Task to carry out: The expected output is every line from the one containing "response.assert_status(StatusCode::NOT_FOUND);" to the end of the data below, exactly, and no other line.

Extracted data:
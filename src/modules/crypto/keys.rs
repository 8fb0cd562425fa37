use std::fmt;

use base64::engine::general_purpose::STANDARD as B64;
use base64::Engine;
use rand::rngs::OsRng;
use rand::RngCore;
use zeroize::{Zeroize, ZeroizeOnDrop};

use super::CryptoError;

pub const KEY_LEN: usize = 32;

/// A 32-byte AES-256 master key, zeroized when dropped.
#[derive(Clone, Zeroize, ZeroizeOnDrop)]
pub struct MasterKey([u8; KEY_LEN]);

impl MasterKey {
    pub(crate) fn as_bytes(&self) -> &[u8; KEY_LEN] {
        &self.0
    }

    #[cfg(test)]
    pub fn from_bytes(bytes: [u8; KEY_LEN]) -> Self {
        Self(bytes)
    }
}

impl fmt::Debug for MasterKey {
    fn fmt(&self, f: &mut fmt::Formatter<'_>) -> fmt::Result {
        f.write_str("MasterKey([REDACTED])")
    }
}

/// Per-file content key. Stored hex-encoded next to the file record.
#[derive(Clone, Zeroize, ZeroizeOnDrop)]
pub struct FileKey([u8; KEY_LEN]);

impl FileKey {
    /// Generate a fresh random key from the OS RNG.
    pub fn generate() -> Self {
        let mut key = [0u8; KEY_LEN];
        OsRng.fill_bytes(&mut key);
        Self(key)
    }

    pub fn from_hex(raw: &str) -> Result<Self, CryptoError> {
        let bytes = hex::decode(raw.trim())
            .map_err(|e| CryptoError::InvalidKey(format!("invalid hex: {e}")))?;
        if bytes.len() != KEY_LEN {
            return Err(CryptoError::InvalidKey(format!(
                "file key must be {KEY_LEN} bytes, got {}",
                bytes.len()
            )));
        }
        let mut key = [0u8; KEY_LEN];
        key.copy_from_slice(&bytes);
        Ok(Self(key))
    }

    pub fn to_hex(&self) -> String {
        hex::encode(self.0)
    }

    pub(crate) fn as_bytes(&self) -> &[u8; KEY_LEN] {
        &self.0
    }
}

impl fmt::Debug for FileKey {
    fn fmt(&self, f: &mut fmt::Formatter<'_>) -> fmt::Result {
        f.write_str("FileKey([REDACTED])")
    }
}

/// Parse a 32-byte master key from hex or base64.
///
/// Accepts either 64 hex characters or a base64 string that decodes to exactly
/// 32 bytes.
pub fn parse_master_key(raw: &str) -> Result<MasterKey, CryptoError> {
    let trimmed = raw.trim();
    if trimmed.len() == KEY_LEN * 2 {
        if let Ok(bytes) = hex::decode(trimmed) {
            let mut key = [0u8; KEY_LEN];
            key.copy_from_slice(&bytes);
            return Ok(MasterKey(key));
        }
    }
    if let Ok(bytes) = B64.decode(trimmed) {
        if bytes.len() == KEY_LEN {
            let mut key = [0u8; KEY_LEN];
            key.copy_from_slice(&bytes);
            return Ok(MasterKey(key));
        }
    }
    Err(CryptoError::InvalidKey(
        "must be 32 bytes encoded as 64 hex chars or base64".to_owned(),
    ))
}

#[cfg(test)]
mod tests {
    use super::*;

    #[test]
    fn test_parse_master_key_hex() {
        let key = parse_master_key(&"ab".repeat(32)).unwrap();
        assert_eq!(key.as_bytes(), &[0xab; 32]);
    }

    #[test]
    fn test_parse_master_key_base64() {
        let encoded = B64.encode([7u8; 32]);
        let key = parse_master_key(&encoded).unwrap();
        assert_eq!(key.as_bytes(), &[7u8; 32]);
    }

    #[test]
    fn test_parse_master_key_rejects_short() {
        assert!(matches!(
            parse_master_key("deadbeef"),
            Err(CryptoError::InvalidKey(_))
        ));
    }

    #[test]
    fn test_file_key_hex_roundtrip_and_freshness() {
        let a = FileKey::generate();
        let b = FileKey::generate();
        assert_ne!(a.to_hex(), b.to_hex());

        let restored = FileKey::from_hex(&a.to_hex()).unwrap();
        assert_eq!(restored.as_bytes(), a.as_bytes());
        assert!(FileKey::from_hex("abcd").is_err());
    }

    #[test]
    fn test_debug_is_redacted() {
        let key = FileKey::generate();
        assert_eq!(format!("{key:?}"), "FileKey([REDACTED])");
    }
}
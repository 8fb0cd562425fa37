use serde::{Deserialize, Serialize};
use utoipa::ToSchema;

use crate::shared::constants::ROLE_ADMINISTRATOR;

#[derive(Debug, Clone, Serialize, Deserialize, ToSchema)]
pub struct AuthenticatedUser {
    /// Stable user identifier from the host platform
    pub sub: String,
    /// Display login name (`preferred_username` claim), if the host sends one
    #[serde(skip_serializing_if = "Option::is_none")]
    pub login: Option<String>,
    pub roles: Vec<String>,
}

impl AuthenticatedUser {
    /// Check if user has a specific role
    pub fn has_role(&self, role: &str) -> bool {
        self.roles.iter().any(|r| r == role)
    }

    pub fn is_administrator(&self) -> bool {
        self.has_role(ROLE_ADMINISTRATOR)
    }

    /// Check if user holds at least one of the given roles
    pub fn has_any_role<S: AsRef<str>>(&self, allowed: &[S]) -> bool {
        allowed.iter().any(|role| self.has_role(role.as_ref()))
    }

    /// Login name for logs, falling back to the subject
    pub fn display_login(&self) -> &str {
        self.login.as_deref().unwrap_or(&self.sub)
    }
}

#[cfg(test)]
mod tests {
    use super::*;

    fn user(roles: &[&str]) -> AuthenticatedUser {
        AuthenticatedUser {
            sub: "42".to_string(),
            login: None,
            roles: roles.iter().map(|r| r.to_string()).collect(),
        }
    }

    #[test]
    fn test_role_membership() {
        let editor = user(&["editor"]);
        assert!(!editor.is_administrator());
        assert!(editor.has_any_role(&["administrator", "editor"]));
        assert!(!editor.has_any_role(&["administrator"]));
        assert!(!editor.has_any_role::<&str>(&[]));
        assert!(user(&["administrator"]).is_administrator());
    }

    #[test]
    fn test_display_login_falls_back_to_sub() {
        let mut u = user(&[]);
        assert_eq!(u.display_login(), "42");
        u.login = Some("alice".to_string());
        assert_eq!(u.display_login(), "alice");
    }
}
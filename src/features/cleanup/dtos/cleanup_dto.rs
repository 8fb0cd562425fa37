use serde::{Deserialize, Serialize};
use utoipa::ToSchema;

/// Outcome of one scheduled sweep
#[derive(Debug, Clone, Serialize, Deserialize, ToSchema)]
pub struct SweepReportDto {
    /// Expired uploads removed (blob and record)
    pub processed: u64,
    /// Uploads whose blob could not be deleted; their records are kept
    pub failed: u64,
    /// Stale staging files removed
    pub staging_removed: usize,
    /// A full batch was processed and more expired uploads may remain
    pub more_pending: bool,
}
mod secure_file;

#[cfg(test)]
pub(crate) use secure_file::sample_file;
pub use secure_file::{CipherMode, CreateSecureFile, FileStatus, SecureFile};
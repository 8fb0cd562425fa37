mod cleanup_worker;

pub use cleanup_worker::CleanupWorker;
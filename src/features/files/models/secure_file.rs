use chrono::{DateTime, Utc};
use serde::{Deserialize, Serialize};
use sqlx::{FromRow, Type};
use utoipa::ToSchema;

use crate::features::settings::Settings;

/// How a file's content is encrypted on disk
#[derive(Debug, Clone, Copy, PartialEq, Eq, Serialize, Deserialize, Type, ToSchema)]
#[sqlx(type_name = "cipher_mode", rename_all = "snake_case")]
#[serde(rename_all = "snake_case")]
pub enum CipherMode {
    /// Whole-file AES-256-CBC, base64 blob
    Cbc,
    /// AES-256-GCM sealed chunks
    GcmChunked,
}

#[derive(Debug, Clone, Copy, PartialEq, Eq, Serialize, Deserialize, Type, ToSchema)]
#[sqlx(type_name = "file_status", rename_all = "snake_case")]
#[serde(rename_all = "snake_case")]
pub enum FileStatus {
    Active,
    /// The physical blob disappeared; the row stays until cleanup
    Missing,
}

impl std::fmt::Display for FileStatus {
    fn fmt(&self, f: &mut std::fmt::Formatter<'_>) -> std::fmt::Result {
        match self {
            FileStatus::Active => write!(f, "active"),
            FileStatus::Missing => write!(f, "missing"),
        }
    }
}

/// Database model for an encrypted upload
#[derive(Debug, Clone, FromRow)]
pub struct SecureFile {
    pub id: i64,
    pub filename: String,
    pub original_name: String,
    pub file_path: String,
    pub mime_type: String,
    pub file_size: i64,
    pub upload_user_id: Option<String>,
    pub upload_user_login: Option<String>,
    // Absent on deployments without the submission linkage columns
    #[sqlx(default)]
    pub form_id: Option<i64>,
    #[sqlx(default)]
    pub submission_id: Option<i64>,
    pub encryption_key: String,
    pub iv: Option<String>,
    pub cipher_mode: CipherMode,
    pub chunk_size: Option<i32>,
    pub link_created_at: Option<DateTime<Utc>>,
    pub status: FileStatus,
    pub upload_time: DateTime<Utc>,
}

impl SecureFile {
    /// When link expiry is on and a link was issued, the instant it stops working.
    pub fn link_expires_at(&self, settings: &Settings) -> Option<DateTime<Utc>> {
        if !settings.link_expiry_enabled {
            return None;
        }
        self.link_created_at
            .map(|created| created + settings.link_expiry_unit.duration(settings.link_expiry_interval))
    }

    pub fn is_link_expired(&self, settings: &Settings, now: DateTime<Utc>) -> bool {
        self.link_expires_at(settings)
            .is_some_and(|expires| now >= expires)
    }
}

/// Data for creating a new file record
#[derive(Debug, Clone)]
pub struct CreateSecureFile {
    pub filename: String,
    pub original_name: String,
    pub file_path: String,
    pub mime_type: String,
    pub file_size: i64,
    pub upload_user_id: Option<String>,
    pub upload_user_login: Option<String>,
    pub form_id: Option<i64>,
    pub submission_id: Option<i64>,
    pub encryption_key: String,
    pub iv: Option<String>,
    pub cipher_mode: CipherMode,
    pub chunk_size: Option<i32>,
}

#[cfg(test)]
pub(crate) fn sample_file(link_created_at: Option<DateTime<Utc>>) -> SecureFile {
    SecureFile {
        id: 1,
        filename: "0f1e2d3c4b5a69788796a5b4c3d2e1f0_1700000000.php".to_string(),
        original_name: "report.pdf".to_string(),
        file_path: "/tmp/secure/0f1e2d3c4b5a69788796a5b4c3d2e1f0_1700000000.php".to_string(),
        mime_type: "application/pdf".to_string(),
        file_size: 1024,
        upload_user_id: Some("7".to_string()),
        upload_user_login: Some("alice".to_string()),
        form_id: Some(3),
        submission_id: Some(99),
        encryption_key: "00".repeat(32),
        iv: None,
        cipher_mode: CipherMode::Cbc,
        chunk_size: None,
        link_created_at,
        status: FileStatus::Active,
        upload_time: Utc::now(),
    }
}

#[cfg(test)]
mod tests {
    use super::*;
    use crate::shared::types::TimeUnit;
    use chrono::Duration;

    fn settings(enabled: bool) -> Settings {
        let mut s = Settings::defaults("/tmp/secure");
        s.link_expiry_enabled = enabled;
        s.link_expiry_interval = 2;
        s.link_expiry_unit = TimeUnit::Hours;
        s
    }

    #[test]
    fn test_link_not_expired_within_interval() {
        let now = Utc::now();
        let file = sample_file(Some(now - Duration::minutes(119)));
        assert!(!file.is_link_expired(&settings(true), now));
    }

    #[test]
    fn test_link_expired_after_interval() {
        let now = Utc::now();
        let file = sample_file(Some(now - Duration::hours(2)));
        assert!(file.is_link_expired(&settings(true), now));
    }

    #[test]
    fn test_expiry_disabled_never_expires() {
        let now = Utc::now();
        let file = sample_file(Some(now - Duration::days(365)));
        assert!(!file.is_link_expired(&settings(false), now));
    }

    #[test]
    fn test_link_never_issued_never_expires() {
        let file = sample_file(None);
        assert!(!file.is_link_expired(&settings(true), Utc::now()));
    }
}
use axum::{
    http::StatusCode,
    response::{IntoResponse, Response},
    Json,
};
use thiserror::Error;

use crate::modules::crypto::CryptoError;
use crate::shared::types::ApiResponse;

#[derive(Debug, Error)]
#[allow(dead_code)]
pub enum AppError {
    #[error("Database error: {0}")]
    Database(#[from] sqlx::Error),

    #[error("Not found: {0}")]
    NotFound(String),

    #[error("Validation error: {0}")]
    Validation(String),

    #[error("Bad request: {0}")]
    BadRequest(String),

    #[error("Internal server error: {0}")]
    Internal(String),

    #[error("Authentication error: {0}")]
    Auth(String),

    #[error("Unauthorized: {0}")]
    Unauthorized(String),

    #[error("Forbidden: {0}")]
    Forbidden(String),

    #[error("Conflict: {0}")]
    Conflict(String),

    /// The resource existed but is no longer available (expired download link)
    #[error("Gone: {0}")]
    Gone(String),

    #[error("Crypto error: {0}")]
    Crypto(#[from] CryptoError),

    #[error("I/O error: {0}")]
    Io(#[from] std::io::Error),
}

impl AppError {
    pub fn status_code(&self) -> StatusCode {
        match self {
            AppError::Database(_) | AppError::Internal(_) => StatusCode::INTERNAL_SERVER_ERROR,
            AppError::Crypto(_) | AppError::Io(_) => StatusCode::INTERNAL_SERVER_ERROR,
            AppError::NotFound(_) => StatusCode::NOT_FOUND,
            AppError::Validation(_) | AppError::BadRequest(_) => StatusCode::BAD_REQUEST,
            AppError::Auth(_) | AppError::Unauthorized(_) => StatusCode::UNAUTHORIZED,
            AppError::Forbidden(_) => StatusCode::FORBIDDEN,
            AppError::Conflict(_) => StatusCode::CONFLICT,
            AppError::Gone(_) => StatusCode::GONE,
        }
    }
}

impl IntoResponse for AppError {
    fn into_response(self) -> Response {
        let status = self.status_code();
        let (message, errors) = match self {
            AppError::Database(ref e) => {
                tracing::error!("Database error: {:?}", e);
                ("Database error occurred".to_string(), None)
            }
            AppError::Internal(ref msg) => {
                tracing::error!("Internal error: {}", msg);
                ("Internal server error".to_string(), None)
            }
            AppError::Crypto(ref e) => {
                tracing::error!("Crypto error: {}", e);
                ("Failed to decrypt file".to_string(), None)
            }
            AppError::Io(ref e) => {
                tracing::error!("I/O error: {}", e);
                ("Storage error occurred".to_string(), None)
            }
            AppError::Validation(ref msg) => (msg.clone(), Some(vec![msg.clone()])),
            AppError::NotFound(ref msg)
            | AppError::BadRequest(ref msg)
            | AppError::Auth(ref msg)
            | AppError::Unauthorized(ref msg)
            | AppError::Forbidden(ref msg)
            | AppError::Conflict(ref msg)
            | AppError::Gone(ref msg) => (msg.clone(), None),
        };

        let body = Json(ApiResponse::<()>::error(Some(message), errors));

        (status, body).into_response()
    }
}

pub type Result<T> = std::result::Result<T, AppError>;
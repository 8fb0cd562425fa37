mod admin_page_handler;

pub use admin_page_handler::*;
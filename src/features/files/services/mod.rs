mod file_repository;
mod file_service;
mod upload_service;

pub use file_repository::FileRepository;
pub use file_service::FileService;
pub use upload_service::{validate_upload, Protected, UploadContext, UploadService};

#[cfg(test)]
pub(crate) use upload_service::tests::test_upload_service;
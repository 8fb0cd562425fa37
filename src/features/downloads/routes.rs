use axum::{
    routing::{get, post},
    Router,
};
use std::sync::Arc;

use crate::features::downloads::handlers::{download_file, issue_download_token};
use crate::features::downloads::services::DownloadService;

/// The download endpoint. Mounted behind optional authentication: the gate answers
/// anonymous callers itself.
pub fn public_routes(service: Arc<DownloadService>) -> Router {
    Router::new()
        .route("/download", get(download_file))
        .with_state(service)
}

/// Token issuance (requires JWT authentication)
pub fn protected_routes(service: Arc<DownloadService>) -> Router {
    Router::new()
        .route("/api/files/download-token", post(issue_download_token))
        .with_state(service)
}

#[cfg(test)]
mod tests {
    use super::*;
    use crate::features::activity_logs::ActivityLogService;
    use crate::features::downloads::token::DownloadTokenSigner;
    use crate::features::files::services::FileRepository;
    use crate::features::settings::{Settings, SettingsService};
    use crate::modules::crypto::{MasterKey, MetadataCipher};
    use crate::shared::test_helpers::{create_administrator, create_user, with_user};
    use axum::http::StatusCode;
    use axum_test::TestServer;
    use std::time::Duration;

    const FILE_A: &str = "0123456789abcdef0123456789abcdef_1700000000.php";
    const FILE_B: &str = "fedcba9876543210fedcba9876543210_1700000000.php";

    fn signer() -> Arc<DownloadTokenSigner> {
        Arc::new(DownloadTokenSigner::new(b"router-test-secret", Duration::from_secs(86400)).unwrap())
    }

    fn service(signer: Arc<DownloadTokenSigner>) -> Arc<DownloadService> {
        let pool = crate::core::database::lazy_test_pool();
        Arc::new(DownloadService::new(
            Arc::new(FileRepository::new(pool.clone(), true)),
            SettingsService::for_tests(Settings::defaults("/tmp/secure-test")),
            Arc::new(ActivityLogService::new(pool)),
            signer,
            Arc::new(MetadataCipher::new(MasterKey::from_bytes([9u8; 32]), None)),
            "https://forms.example.org",
        ))
    }

    #[tokio::test]
    async fn test_anonymous_download_forbidden() {
        let server = TestServer::new(public_routes(service(signer()))).unwrap();
        let response = server
            .get("/download")
            .add_query_param("file", FILE_A)
            .add_query_param("token", "00")
            .await;
        response.assert_status(StatusCode::FORBIDDEN);
    }

    #[tokio::test]
    async fn test_role_not_allowed_forbidden_even_with_valid_token() {
        let signer = signer();
        let token = signer.generate(FILE_A, "42");
        let editor = create_user("42", &["editor"]);
        let server = TestServer::new(with_user(public_routes(service(signer)), editor)).unwrap();

        let response = server
            .get("/download")
            .add_query_param("file", FILE_A)
            .add_query_param("token", token)
            .await;
        response.assert_status(StatusCode::FORBIDDEN);
    }

    #[tokio::test]
    async fn test_missing_file_parameter_bad_request() {
        let server =
            TestServer::new(with_user(public_routes(service(signer())), create_administrator()))
                .unwrap();
        server.get("/download").await.assert_status(StatusCode::BAD_REQUEST);

        let response = server
            .get("/download")
            .add_query_param("file", "../../wp-config.php")
            .await;
        response.assert_status(StatusCode::BAD_REQUEST);
    }

    #[tokio::test]
    async fn test_token_for_other_file_forbidden() {
        let signer = signer();
        let admin = create_administrator();
        let token_for_a = signer.generate(FILE_A, &admin.sub);
        let server = TestServer::new(with_user(public_routes(service(signer)), admin)).unwrap();

        let response = server
            .get("/download")
            .add_query_param("file", FILE_B)
            .add_query_param("token", token_for_a)
            .await;
        response.assert_status(StatusCode::FORBIDDEN);
    }

    #[tokio::test]
    async fn test_unreadable_reference_not_found() {
        let server =
            TestServer::new(with_user(public_routes(service(signer())), create_administrator()))
                .unwrap();
        let response = server
            .get("/download")
            .add_query_param("ref", "bm90LWEtcmVmZXJlbmNl")
            .await;
        response.assert_status(StatusCode::NOT_FOUND);
    }

    #[tokio::test]
    async fn test_issue_token_requires_allowed_role() {
        let editor = create_user("42", &["editor"]);
        let server =
            TestServer::new(with_user(protected_routes(service(signer())), editor)).unwrap();
        let response = server
            .post("/api/files/download-token")
            .json(&serde_json::json!({ "file": FILE_A }))
            .await;
        response.assert_status(StatusCode::FORBIDDEN);
    }
}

Response box:
        response.assert_status(StatusCode::NOT_FOUND);
    }

    #[tokio::test]
    async fn test_issue_token_requires_allowed_role() {
        let editor = create_user("42", &["editor"]);
        let server =
            TestServer::new(with_user(protected_routes(service(signer())), editor)).unwrap();
        let response = server
            .post("/api/files/download-token")
            .json(&serde_json::json!({ "file": FILE_A }))
            .await;
        response.assert_status(StatusCode::FORBIDDEN);
    }
}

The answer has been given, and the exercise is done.